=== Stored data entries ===

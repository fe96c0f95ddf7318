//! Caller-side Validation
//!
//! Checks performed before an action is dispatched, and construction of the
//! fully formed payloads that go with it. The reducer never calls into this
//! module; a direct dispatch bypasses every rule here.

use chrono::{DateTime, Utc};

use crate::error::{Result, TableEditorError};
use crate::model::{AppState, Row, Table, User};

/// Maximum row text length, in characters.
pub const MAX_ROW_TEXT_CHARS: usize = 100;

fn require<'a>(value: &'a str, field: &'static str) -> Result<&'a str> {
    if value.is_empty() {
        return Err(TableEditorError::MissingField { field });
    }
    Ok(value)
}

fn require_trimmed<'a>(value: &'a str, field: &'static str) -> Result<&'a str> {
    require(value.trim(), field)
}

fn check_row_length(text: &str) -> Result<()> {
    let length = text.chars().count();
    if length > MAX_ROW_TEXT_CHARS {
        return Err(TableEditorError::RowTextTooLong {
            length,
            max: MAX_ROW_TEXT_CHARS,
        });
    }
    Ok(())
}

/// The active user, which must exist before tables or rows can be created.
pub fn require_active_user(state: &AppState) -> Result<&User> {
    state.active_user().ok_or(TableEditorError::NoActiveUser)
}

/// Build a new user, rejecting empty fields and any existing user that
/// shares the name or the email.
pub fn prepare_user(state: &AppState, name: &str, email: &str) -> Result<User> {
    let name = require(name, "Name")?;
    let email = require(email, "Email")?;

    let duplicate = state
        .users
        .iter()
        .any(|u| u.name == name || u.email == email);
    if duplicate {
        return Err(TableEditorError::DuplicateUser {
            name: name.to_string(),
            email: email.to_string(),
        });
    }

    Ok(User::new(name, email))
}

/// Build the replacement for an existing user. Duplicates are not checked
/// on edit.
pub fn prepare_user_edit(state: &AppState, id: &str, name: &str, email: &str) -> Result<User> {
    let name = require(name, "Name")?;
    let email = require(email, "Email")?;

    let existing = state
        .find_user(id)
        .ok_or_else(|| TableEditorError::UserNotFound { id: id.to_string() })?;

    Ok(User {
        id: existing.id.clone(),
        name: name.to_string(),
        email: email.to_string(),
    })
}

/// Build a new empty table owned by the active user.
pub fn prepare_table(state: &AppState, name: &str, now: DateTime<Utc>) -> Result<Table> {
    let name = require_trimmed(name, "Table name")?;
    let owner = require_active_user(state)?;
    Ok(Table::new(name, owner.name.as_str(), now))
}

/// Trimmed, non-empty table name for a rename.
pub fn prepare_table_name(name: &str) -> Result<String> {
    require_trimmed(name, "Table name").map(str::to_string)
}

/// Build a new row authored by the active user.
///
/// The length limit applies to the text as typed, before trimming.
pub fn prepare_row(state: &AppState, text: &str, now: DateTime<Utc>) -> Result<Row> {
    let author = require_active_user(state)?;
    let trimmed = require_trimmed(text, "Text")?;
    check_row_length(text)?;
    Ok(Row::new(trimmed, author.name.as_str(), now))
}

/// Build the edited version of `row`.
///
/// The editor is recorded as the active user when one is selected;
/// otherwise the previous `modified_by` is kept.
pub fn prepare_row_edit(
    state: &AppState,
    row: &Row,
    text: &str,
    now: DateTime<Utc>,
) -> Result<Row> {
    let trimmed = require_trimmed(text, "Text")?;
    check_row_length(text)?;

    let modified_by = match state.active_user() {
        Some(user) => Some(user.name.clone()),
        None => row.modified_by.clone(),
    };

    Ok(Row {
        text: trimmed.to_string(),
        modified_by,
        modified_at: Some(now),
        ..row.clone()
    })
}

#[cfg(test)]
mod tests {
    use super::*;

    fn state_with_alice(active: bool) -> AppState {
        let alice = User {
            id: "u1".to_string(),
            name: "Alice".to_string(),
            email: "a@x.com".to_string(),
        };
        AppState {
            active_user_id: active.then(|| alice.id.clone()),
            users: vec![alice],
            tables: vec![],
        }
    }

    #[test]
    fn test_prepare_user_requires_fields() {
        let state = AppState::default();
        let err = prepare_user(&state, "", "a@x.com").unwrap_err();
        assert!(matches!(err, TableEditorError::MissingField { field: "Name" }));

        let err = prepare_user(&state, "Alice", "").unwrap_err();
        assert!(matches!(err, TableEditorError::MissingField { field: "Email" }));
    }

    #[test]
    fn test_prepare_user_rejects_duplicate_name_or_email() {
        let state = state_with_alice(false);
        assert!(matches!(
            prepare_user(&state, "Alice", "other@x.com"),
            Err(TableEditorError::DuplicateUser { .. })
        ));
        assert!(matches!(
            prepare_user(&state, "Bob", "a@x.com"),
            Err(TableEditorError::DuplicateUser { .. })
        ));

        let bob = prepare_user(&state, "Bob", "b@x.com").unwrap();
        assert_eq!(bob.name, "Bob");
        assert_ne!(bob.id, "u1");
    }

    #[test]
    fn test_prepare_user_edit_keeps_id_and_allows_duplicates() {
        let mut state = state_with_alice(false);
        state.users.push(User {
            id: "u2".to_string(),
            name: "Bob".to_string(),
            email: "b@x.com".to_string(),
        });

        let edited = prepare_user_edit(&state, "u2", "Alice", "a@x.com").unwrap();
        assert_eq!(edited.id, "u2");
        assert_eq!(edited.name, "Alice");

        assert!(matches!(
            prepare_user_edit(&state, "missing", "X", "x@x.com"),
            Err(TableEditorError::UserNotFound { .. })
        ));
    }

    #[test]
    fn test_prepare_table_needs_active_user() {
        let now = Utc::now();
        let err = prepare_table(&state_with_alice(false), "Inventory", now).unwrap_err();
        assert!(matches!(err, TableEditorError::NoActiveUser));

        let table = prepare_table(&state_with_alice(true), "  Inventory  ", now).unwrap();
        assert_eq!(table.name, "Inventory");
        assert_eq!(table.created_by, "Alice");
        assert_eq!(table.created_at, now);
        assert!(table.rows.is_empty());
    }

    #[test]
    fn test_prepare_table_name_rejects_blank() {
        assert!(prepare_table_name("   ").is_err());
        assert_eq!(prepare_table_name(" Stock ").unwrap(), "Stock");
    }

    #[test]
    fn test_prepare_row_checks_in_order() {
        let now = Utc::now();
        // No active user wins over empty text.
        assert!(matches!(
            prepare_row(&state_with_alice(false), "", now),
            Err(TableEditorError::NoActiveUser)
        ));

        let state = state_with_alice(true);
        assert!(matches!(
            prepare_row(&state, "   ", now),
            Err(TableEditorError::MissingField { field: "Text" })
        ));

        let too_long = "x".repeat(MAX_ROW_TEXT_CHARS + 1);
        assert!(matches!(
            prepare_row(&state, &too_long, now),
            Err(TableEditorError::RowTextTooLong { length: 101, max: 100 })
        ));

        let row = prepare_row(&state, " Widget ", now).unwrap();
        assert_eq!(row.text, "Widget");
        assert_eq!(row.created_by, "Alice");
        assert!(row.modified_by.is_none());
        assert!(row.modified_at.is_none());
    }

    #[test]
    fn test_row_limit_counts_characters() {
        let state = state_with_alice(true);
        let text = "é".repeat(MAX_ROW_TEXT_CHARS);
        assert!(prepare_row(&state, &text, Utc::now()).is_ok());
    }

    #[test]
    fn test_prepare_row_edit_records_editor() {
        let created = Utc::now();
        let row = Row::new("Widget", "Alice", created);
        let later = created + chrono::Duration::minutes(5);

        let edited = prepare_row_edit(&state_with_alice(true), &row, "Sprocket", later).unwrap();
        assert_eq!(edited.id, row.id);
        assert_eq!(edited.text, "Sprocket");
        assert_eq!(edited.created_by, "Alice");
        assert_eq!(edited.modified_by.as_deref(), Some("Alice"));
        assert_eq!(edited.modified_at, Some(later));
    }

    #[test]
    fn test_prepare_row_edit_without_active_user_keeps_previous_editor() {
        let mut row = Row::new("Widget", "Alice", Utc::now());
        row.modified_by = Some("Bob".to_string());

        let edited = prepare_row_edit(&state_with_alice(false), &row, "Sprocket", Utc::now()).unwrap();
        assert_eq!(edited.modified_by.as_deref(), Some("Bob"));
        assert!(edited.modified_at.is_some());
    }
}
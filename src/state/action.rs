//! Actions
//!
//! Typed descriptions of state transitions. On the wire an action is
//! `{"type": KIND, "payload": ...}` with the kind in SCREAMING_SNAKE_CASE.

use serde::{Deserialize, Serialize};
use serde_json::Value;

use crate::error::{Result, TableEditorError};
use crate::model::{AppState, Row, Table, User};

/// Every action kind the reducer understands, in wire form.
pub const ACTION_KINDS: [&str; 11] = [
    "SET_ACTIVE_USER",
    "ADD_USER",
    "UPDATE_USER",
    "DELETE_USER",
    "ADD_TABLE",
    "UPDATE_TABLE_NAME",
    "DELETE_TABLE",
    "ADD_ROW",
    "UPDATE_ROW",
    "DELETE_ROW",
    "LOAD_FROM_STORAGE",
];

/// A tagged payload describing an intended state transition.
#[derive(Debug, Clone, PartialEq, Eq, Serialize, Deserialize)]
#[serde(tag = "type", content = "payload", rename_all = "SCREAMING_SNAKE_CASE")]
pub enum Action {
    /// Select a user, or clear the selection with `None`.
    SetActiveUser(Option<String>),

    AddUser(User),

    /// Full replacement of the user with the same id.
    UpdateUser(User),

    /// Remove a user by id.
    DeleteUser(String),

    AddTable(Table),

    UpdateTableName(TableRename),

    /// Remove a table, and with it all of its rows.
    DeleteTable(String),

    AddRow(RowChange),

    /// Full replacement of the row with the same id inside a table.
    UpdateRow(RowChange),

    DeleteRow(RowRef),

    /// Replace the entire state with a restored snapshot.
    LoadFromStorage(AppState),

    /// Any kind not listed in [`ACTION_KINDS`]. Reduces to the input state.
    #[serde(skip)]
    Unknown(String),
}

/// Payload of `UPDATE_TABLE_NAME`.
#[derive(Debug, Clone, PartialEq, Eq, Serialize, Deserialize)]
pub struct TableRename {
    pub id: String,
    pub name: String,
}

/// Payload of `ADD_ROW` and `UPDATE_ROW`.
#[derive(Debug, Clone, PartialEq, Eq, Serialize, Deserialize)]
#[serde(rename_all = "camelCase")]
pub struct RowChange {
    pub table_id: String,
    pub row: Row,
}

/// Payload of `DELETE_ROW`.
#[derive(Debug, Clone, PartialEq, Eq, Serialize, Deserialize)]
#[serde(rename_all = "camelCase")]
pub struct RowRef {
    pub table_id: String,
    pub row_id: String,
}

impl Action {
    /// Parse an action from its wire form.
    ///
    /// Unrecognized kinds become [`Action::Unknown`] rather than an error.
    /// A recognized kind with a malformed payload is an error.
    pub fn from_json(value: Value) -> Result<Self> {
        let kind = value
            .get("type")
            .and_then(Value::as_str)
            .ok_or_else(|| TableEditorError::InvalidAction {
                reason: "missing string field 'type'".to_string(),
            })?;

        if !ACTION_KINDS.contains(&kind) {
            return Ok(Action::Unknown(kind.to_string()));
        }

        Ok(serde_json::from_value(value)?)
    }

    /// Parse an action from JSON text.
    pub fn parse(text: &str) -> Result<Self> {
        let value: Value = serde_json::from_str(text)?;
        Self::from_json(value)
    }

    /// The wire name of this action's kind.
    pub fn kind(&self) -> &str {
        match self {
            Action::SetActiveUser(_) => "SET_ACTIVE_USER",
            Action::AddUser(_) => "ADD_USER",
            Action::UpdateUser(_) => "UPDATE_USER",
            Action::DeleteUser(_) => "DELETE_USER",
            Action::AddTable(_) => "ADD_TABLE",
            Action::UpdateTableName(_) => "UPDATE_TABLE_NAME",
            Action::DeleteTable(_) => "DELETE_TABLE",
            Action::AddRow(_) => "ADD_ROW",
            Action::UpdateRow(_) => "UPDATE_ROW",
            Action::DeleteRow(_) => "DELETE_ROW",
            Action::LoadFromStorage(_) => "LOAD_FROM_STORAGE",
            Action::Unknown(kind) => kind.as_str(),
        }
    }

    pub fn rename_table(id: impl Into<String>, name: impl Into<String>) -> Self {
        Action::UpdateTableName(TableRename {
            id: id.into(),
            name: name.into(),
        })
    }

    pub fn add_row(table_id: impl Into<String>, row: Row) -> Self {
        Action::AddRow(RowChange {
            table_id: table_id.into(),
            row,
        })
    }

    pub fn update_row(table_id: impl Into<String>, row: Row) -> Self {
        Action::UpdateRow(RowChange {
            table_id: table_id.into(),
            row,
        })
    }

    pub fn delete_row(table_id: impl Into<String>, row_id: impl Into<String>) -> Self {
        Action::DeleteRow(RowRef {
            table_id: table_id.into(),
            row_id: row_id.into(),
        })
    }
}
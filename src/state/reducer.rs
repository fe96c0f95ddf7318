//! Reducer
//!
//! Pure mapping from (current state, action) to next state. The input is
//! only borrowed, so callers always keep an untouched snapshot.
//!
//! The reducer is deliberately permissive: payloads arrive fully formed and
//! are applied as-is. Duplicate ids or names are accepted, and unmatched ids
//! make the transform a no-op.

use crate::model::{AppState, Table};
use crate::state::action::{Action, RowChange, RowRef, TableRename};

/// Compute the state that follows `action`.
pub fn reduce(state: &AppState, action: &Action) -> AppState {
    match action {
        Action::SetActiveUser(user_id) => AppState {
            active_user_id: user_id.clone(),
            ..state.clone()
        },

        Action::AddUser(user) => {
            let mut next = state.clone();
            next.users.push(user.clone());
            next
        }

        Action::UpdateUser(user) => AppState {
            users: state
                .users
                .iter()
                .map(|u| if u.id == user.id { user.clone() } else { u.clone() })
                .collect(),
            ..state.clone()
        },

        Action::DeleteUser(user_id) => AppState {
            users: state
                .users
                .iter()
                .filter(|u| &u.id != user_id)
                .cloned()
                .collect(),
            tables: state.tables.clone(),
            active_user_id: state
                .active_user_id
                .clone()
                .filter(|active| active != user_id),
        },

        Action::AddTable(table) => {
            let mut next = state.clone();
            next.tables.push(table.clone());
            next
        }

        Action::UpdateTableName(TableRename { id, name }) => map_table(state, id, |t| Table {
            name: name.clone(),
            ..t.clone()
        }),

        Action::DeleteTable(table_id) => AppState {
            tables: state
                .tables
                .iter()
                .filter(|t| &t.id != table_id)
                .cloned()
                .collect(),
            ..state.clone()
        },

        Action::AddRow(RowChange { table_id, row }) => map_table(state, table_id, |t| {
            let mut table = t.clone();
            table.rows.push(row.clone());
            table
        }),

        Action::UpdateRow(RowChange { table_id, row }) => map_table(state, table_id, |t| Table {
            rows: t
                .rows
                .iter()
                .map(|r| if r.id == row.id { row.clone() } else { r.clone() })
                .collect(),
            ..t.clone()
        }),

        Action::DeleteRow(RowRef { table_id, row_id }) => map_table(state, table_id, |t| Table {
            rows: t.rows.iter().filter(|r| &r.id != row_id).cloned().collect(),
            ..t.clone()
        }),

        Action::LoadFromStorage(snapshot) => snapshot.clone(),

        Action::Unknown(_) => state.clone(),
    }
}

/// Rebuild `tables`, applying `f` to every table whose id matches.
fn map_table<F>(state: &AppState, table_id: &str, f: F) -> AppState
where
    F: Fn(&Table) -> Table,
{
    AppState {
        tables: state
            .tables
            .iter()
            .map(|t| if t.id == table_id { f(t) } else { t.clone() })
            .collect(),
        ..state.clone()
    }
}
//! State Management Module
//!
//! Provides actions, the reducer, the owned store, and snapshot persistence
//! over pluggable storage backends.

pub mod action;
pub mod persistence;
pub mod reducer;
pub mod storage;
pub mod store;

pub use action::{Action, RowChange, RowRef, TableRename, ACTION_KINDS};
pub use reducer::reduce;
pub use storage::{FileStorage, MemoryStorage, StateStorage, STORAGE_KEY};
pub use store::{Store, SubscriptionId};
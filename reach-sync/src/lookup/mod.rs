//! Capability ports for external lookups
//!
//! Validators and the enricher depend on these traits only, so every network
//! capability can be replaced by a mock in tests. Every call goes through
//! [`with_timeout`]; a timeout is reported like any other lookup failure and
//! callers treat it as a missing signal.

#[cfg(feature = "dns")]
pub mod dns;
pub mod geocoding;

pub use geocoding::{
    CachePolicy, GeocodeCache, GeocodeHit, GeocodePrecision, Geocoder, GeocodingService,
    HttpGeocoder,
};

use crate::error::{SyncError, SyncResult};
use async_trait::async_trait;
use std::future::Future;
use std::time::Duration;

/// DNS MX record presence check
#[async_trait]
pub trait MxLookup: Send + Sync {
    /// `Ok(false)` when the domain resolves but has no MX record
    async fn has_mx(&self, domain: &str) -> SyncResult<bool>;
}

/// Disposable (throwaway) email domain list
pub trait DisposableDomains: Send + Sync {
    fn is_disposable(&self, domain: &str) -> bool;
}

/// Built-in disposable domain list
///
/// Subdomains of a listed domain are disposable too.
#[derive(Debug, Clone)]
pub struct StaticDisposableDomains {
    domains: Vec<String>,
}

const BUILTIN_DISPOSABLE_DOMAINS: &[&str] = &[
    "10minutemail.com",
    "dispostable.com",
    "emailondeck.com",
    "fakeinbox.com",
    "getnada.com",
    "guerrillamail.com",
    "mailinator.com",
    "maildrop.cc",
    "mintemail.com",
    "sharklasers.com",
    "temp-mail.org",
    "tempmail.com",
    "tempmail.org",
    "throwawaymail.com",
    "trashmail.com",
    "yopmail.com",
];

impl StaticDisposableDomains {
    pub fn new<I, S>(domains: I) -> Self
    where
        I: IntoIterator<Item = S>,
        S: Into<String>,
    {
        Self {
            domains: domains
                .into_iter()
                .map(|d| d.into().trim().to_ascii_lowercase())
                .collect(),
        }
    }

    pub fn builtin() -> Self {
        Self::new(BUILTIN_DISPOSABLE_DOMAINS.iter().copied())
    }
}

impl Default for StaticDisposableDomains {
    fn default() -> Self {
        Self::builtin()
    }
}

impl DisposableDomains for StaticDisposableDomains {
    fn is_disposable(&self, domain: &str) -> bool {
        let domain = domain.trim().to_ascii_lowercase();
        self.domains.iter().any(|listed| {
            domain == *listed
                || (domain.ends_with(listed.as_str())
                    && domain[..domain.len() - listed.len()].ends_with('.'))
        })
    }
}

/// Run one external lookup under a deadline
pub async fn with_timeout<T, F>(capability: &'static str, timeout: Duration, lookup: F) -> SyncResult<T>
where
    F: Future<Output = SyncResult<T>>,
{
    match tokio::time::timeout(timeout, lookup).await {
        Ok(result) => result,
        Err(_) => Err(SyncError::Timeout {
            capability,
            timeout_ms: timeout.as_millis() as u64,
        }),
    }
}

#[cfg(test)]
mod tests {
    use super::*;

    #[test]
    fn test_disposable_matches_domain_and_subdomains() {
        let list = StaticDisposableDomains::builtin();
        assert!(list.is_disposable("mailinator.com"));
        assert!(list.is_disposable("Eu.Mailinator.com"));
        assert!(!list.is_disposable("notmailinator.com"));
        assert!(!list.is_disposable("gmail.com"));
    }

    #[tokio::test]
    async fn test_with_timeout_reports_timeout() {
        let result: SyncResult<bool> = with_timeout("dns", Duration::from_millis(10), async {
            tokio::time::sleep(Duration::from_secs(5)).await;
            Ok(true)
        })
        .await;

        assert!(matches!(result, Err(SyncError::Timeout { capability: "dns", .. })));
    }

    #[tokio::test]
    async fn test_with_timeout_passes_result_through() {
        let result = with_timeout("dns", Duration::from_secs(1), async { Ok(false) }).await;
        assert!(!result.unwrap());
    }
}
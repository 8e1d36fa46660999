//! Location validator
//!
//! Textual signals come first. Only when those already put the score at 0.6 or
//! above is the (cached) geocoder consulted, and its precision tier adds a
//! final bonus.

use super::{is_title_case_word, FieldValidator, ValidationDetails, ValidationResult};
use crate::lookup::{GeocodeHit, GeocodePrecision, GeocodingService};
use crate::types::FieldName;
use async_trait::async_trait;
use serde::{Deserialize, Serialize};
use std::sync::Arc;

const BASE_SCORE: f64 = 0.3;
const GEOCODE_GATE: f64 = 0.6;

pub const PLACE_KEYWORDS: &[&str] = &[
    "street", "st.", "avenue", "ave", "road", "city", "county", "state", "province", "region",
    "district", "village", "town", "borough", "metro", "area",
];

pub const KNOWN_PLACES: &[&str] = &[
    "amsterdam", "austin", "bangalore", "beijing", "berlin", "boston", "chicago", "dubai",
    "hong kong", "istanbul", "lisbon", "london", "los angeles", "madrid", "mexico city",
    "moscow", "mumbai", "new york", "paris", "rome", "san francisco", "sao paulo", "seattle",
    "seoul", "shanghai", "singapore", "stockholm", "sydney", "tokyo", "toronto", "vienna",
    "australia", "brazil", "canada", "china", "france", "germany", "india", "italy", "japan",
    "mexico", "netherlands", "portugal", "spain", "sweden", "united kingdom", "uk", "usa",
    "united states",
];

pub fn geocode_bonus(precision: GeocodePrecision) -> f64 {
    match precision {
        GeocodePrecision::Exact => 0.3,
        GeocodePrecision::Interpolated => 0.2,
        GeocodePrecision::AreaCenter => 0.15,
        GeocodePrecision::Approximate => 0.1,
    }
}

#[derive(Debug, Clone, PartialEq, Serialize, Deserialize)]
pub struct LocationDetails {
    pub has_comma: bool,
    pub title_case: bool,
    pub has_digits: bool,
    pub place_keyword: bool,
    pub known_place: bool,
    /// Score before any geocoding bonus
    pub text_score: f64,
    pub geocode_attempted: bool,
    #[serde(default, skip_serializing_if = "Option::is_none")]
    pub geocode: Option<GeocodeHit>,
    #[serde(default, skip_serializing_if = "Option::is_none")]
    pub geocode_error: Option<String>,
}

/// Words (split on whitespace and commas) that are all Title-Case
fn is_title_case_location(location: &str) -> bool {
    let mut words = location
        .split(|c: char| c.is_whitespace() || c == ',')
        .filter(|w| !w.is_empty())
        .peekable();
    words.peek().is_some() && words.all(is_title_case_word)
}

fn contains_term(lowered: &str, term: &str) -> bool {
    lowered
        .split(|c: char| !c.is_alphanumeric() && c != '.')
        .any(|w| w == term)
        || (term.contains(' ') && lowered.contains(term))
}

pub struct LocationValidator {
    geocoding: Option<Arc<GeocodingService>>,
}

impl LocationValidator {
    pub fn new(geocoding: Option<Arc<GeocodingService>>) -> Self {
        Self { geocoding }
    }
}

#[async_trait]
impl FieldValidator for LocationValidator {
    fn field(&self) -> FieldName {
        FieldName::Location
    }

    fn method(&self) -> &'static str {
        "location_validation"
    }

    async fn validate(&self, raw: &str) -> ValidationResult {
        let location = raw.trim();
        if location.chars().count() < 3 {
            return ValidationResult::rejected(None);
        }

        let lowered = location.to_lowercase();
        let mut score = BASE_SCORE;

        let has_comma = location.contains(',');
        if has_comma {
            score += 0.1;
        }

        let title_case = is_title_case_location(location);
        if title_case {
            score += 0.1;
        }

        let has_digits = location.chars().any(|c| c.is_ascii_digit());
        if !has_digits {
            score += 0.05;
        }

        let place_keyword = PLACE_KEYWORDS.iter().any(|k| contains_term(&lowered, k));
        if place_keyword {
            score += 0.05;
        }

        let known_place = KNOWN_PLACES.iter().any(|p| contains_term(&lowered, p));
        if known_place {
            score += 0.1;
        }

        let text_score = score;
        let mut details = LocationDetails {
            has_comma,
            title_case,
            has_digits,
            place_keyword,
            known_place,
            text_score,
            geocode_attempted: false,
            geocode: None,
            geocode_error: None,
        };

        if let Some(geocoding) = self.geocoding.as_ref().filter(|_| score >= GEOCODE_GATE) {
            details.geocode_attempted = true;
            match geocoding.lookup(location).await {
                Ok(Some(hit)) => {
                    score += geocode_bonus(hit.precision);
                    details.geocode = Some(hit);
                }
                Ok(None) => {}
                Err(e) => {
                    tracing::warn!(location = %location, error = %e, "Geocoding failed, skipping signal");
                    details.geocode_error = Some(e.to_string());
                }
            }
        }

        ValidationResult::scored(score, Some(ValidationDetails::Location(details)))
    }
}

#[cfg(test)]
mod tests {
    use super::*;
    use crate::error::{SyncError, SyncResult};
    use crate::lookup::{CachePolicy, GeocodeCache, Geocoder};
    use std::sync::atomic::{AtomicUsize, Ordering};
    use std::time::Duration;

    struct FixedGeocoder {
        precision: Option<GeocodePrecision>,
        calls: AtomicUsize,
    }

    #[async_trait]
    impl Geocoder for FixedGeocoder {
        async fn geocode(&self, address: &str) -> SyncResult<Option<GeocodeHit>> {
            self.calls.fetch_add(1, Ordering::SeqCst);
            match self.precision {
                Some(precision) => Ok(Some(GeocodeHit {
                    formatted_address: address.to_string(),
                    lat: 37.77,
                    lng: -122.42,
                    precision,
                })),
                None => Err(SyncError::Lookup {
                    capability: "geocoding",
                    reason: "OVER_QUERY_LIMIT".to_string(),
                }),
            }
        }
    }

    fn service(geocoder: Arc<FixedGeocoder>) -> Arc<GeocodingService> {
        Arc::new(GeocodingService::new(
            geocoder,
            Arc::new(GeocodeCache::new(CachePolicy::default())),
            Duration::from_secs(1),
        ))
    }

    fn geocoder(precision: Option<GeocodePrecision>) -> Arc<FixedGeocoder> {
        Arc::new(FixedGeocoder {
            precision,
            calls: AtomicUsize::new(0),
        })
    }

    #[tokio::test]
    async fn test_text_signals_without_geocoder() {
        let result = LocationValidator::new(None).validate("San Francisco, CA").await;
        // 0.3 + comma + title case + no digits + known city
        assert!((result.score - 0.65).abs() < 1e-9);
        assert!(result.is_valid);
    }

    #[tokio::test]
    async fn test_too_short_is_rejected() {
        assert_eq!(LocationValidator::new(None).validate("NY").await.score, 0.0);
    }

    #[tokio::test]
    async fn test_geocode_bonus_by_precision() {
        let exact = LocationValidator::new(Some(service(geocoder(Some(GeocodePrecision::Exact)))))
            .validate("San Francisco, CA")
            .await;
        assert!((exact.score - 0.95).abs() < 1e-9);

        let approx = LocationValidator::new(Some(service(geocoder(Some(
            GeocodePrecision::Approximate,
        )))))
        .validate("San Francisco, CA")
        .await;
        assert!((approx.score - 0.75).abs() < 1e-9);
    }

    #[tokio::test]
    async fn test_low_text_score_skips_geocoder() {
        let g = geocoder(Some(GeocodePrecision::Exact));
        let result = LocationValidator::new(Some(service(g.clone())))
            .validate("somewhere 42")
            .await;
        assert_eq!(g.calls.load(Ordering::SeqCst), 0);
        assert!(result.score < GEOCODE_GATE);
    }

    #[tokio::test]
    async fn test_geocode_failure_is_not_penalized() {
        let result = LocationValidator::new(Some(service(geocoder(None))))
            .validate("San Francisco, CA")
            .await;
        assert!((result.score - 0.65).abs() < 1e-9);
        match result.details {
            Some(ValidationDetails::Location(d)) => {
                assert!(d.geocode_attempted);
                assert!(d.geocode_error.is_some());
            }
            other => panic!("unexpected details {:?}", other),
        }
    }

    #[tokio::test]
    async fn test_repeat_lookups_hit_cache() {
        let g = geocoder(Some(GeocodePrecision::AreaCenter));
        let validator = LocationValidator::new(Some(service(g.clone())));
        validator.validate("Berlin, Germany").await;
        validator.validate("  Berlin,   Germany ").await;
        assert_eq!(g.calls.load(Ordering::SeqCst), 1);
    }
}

=== What to do ===
Using the data above, show each line where "LoadFromStorage" occurs.

=== Answer to this task ===
    LoadFromStorage(AppState),
            Action::LoadFromStorage(_) => "LOAD_FROM_STORAGE",
        Action::LoadFromStorage(snapshot) => snapshot.clone(),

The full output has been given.